More people are suffering from depression than ever before. Life is getting more challenging all the time, with increased demands on our time and our energy for work and other commitments, increasing complexity in the way we have to deal with the world, and increasing pressure to live “perfect” lives. We know that anxiety and depression usually go together, and if we’re constantly worrying about whether we’re succeeding at our work or our relationships, plus feeling that we can’t meet the standards being set for us, plus thinking that this will never get easier – we’re heading for depression. I often talk about the “four cornerstones of mental health” with my clients, which refers to sleep, nutrition, exercise, and pleasure.

We all know that, when you’re not getting enough sleep, life gets a whole lot harder. If you’re not eating regularly and sensibly, your body has fewer resources to draw on when stress arrives. We also know that regular exercise (and I don’t mean running a marathon or sweating at the gym – I just mean a 30-minute fast walk) does good things to our bodies and our brains. Finally, we know that having pleasurable activities in our lives helps protect us against depression. Doing things that make you feel happy and that bring you pleasure each day is really important. Achieving balance in these four areas of our lives helps prevent depression. However, despite our best efforts, you or I (or one of our children or one of our parents) could become depressed. If that happens, it’s even more important to attend to the lifestyle factors referred to above, but it’s also important to seek treatment.

We know that mild to moderate depression can be effectively treated with psychotherapy, or the “talking cure”. Cognitive Behavioral Therapy (CBT) has been shown to be effective in the treatment of depression around the world. CBT teaches people how to alter negative thinking patterns, how to manage the symptoms of depression, and how to protect against relapse once the depression has lifted. CBT is a relatively brief, focused treatment that depends on a good relationship between the therapist and the client so that they can work well together. There are many variants of CBT available, with some treatment even available online ( for young people, and for adults).

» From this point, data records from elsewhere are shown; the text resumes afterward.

//! Scrape coordinator - main orchestration logic
//!
//! This module drives a whole run:
//! - Dispatching one task per catalogue page
//! - Gating every task through the concurrency limiter
//! - Fetching, then handing successful pages to the page processor
//! - Collecting reports in completion order into a single result
//! - Reporting progress and final counters

use crate::crawler::fetcher::{FetchOutcome, PageFetcher};
use crate::crawler::limiter::Limiter;
use crate::crawler::parser::PageProcessor;
use crate::model::{ErrorRecord, ProductRecord, RunResult};
use crate::{ConfigError, ScrapeError};
use indicatif::{ProgressBar, ProgressStyle};
use std::collections::BTreeMap;
use std::sync::Arc;
use std::time::Instant;
use tokio::task::JoinSet;

/// What one page task hands back to the collector
#[derive(Debug)]
struct PageReport {
    page_number: u32,
    products: Vec<ProductRecord>,
    error: Option<String>,
}

impl PageReport {
    fn parsed(page_number: u32, products: Vec<ProductRecord>) -> Self {
        Self {
            page_number,
            products,
            error: None,
        }
    }

    fn failed(page_number: u32, error: String) -> Self {
        Self {
            page_number,
            products: Vec::new(),
            error: Some(error),
        }
    }
}

/// Main scrape coordinator
///
/// Generic over the page source and the page processor so the pipeline can
/// run against the network or against fixed content.
pub struct Coordinator<F, P> {
    fetcher: Arc<F>,
    processor: Arc<P>,
    limiter: Limiter,
    max_pages: u32,
    show_progress: bool,
}

impl<F, P> Coordinator<F, P>
where
    F: PageFetcher,
    P: PageProcessor,
{
    /// Creates a coordinator for pages `1..=max_pages`
    ///
    /// # Returns
    ///
    /// * `Ok(Coordinator)` - Ready to run
    /// * `Err(ScrapeError)` - `max_concurrent` is zero or out of range
    pub fn new(
        fetcher: F,
        processor: P,
        max_concurrent: usize,
        max_pages: u32,
    ) -> Result<Self, ScrapeError> {
        let limiter = Limiter::new(max_concurrent)
            .map_err(|e| ConfigError::Validation(e.to_string()))?;

        Ok(Self {
            fetcher: Arc::new(fetcher),
            processor: Arc::new(processor),
            limiter,
            max_pages,
            show_progress: false,
        })
    }

    /// Shows a progress bar on stderr while the run is going
    pub fn with_progress(mut self, enabled: bool) -> Self {
        self.show_progress = enabled;
        self
    }

    pub fn limiter(&self) -> &Limiter {
        &self.limiter
    }

    /// Runs every page to completion and returns the frozen result
    ///
    /// Individual page failures end up in `RunResult::errors`; nothing a
    /// single page does can abort the run.
    pub async fn run(&self) -> RunResult {
        tracing::info!(
            "Starting scrape: {} pages, max {} concurrent",
            self.max_pages,
            self.limiter.capacity()
        );

        let start_time = Instant::now();
        let progress = self.progress_bar();

        let mut tasks = JoinSet::new();
        for page_number in 1..=self.max_pages {
            tasks.spawn(scrape_page(
                Arc::clone(&self.fetcher),
                Arc::clone(&self.processor),
                self.limiter.clone(),
                page_number,
            ));
        }

        // Single writer: only this loop touches the collected reports
        let mut reports = BTreeMap::new();
        while let Some(joined) = tasks.join_next().await {
            match joined {
                Ok(report) => {
                    tracing::debug!(
                        page = report.page_number,
                        products = report.products.len(),
                        failed = report.error.is_some(),
                        "Page {} finished",
                        report.page_number
                    );
                    reports.insert(report.page_number, report);
                }
                Err(e) => tracing::error!("Page task did not complete: {}", e),
            }
            progress.inc(1);
        }
        progress.finish_and_clear();

        let (products, errors) = self.assemble(reports);
        let result = RunResult {
            products,
            errors,
            elapsed: start_time.elapsed(),
            pages_attempted: self.max_pages,
        };

        tracing::info!(
            "Scraping complete in {:.1}s",
            result.elapsed.as_secs_f64()
        );
        tracing::info!("Products found: {}", result.products.len());
        tracing::info!("Errors: {}", result.errors.len());
        tracing::info!("Speed: {:.1} products/second", result.throughput());

        result
    }

    /// Flattens reports in page order; pages with no report become errors
    fn assemble(
        &self,
        mut reports: BTreeMap<u32, PageReport>,
    ) -> (Vec<ProductRecord>, Vec<ErrorRecord>) {
        let mut products = Vec::new();
        let mut errors = Vec::new();

        for page_number in 1..=self.max_pages {
            match reports.remove(&page_number) {
                Some(report) => {
                    products.extend(report.products);
                    if let Some(error) = report.error {
                        errors.push(ErrorRecord::new(page_number, error));
                    }
                }
                None => errors.push(ErrorRecord::new(
                    page_number,
                    "Page task aborted before reporting",
                )),
            }
        }

        (products, errors)
    }

    fn progress_bar(&self) -> ProgressBar {
        if !self.show_progress {
            return ProgressBar::hidden();
        }

        let bar = ProgressBar::new(u64::from(self.max_pages));
        bar.set_style(
            ProgressStyle::with_template("{msg} [{bar:40}] {pos}/{len} ({elapsed})")
                .unwrap_or_else(|_| ProgressStyle::default_bar()),
        );
        bar.set_message("Scraping pages");
        bar
    }
}

/// One page from admission to report
///
/// The permit is held across fetch and processing and dropped on every exit
/// path, including panics and task aborts.
async fn scrape_page<F, P>(
    fetcher: Arc<F>,
    processor: Arc<P>,
    limiter: Limiter,
    page_number: u32,
) -> PageReport
where
    F: PageFetcher,
    P: PageProcessor,
{
    let _permit = match limiter.acquire().await {
        Ok(permit) => permit,
        Err(e) => return PageReport::failed(page_number, format!("Not scheduled: {}", e)),
    };

    match fetcher.fetch(page_number).await {
        FetchOutcome::Success { content, .. } => match processor.process(&content, page_number) {
            Ok(products) => PageReport::parsed(page_number, products),
            Err(e) => {
                tracing::error!("Parse error at page {}: {}", page_number, e);
                PageReport::failed(page_number, format!("Parse error: {}", e))
            }
        },
        FetchOutcome::Failure { reason, .. } => {
            PageReport::failed(page_number, format!("Failed to fetch: {}", reason))
        }
    }
}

CBT can be used with adults, adolescents, and children, and there are therapists who specialize in each age group. People who are suffering from severe depression may need medication to help lift their mood before they can benefit from psychotherapy. We know that antidepressant medication can be very effective in treating severe depression, and for some people, this involves life-changing benefits. Obviously, treatment of any kind – psychotherapy or medication – must be administered by a qualified health professional, so make sure that you ask any health practitioner about their training and experience, and what professional organisation they belong to (which keeps an eye on the standards of practice they use).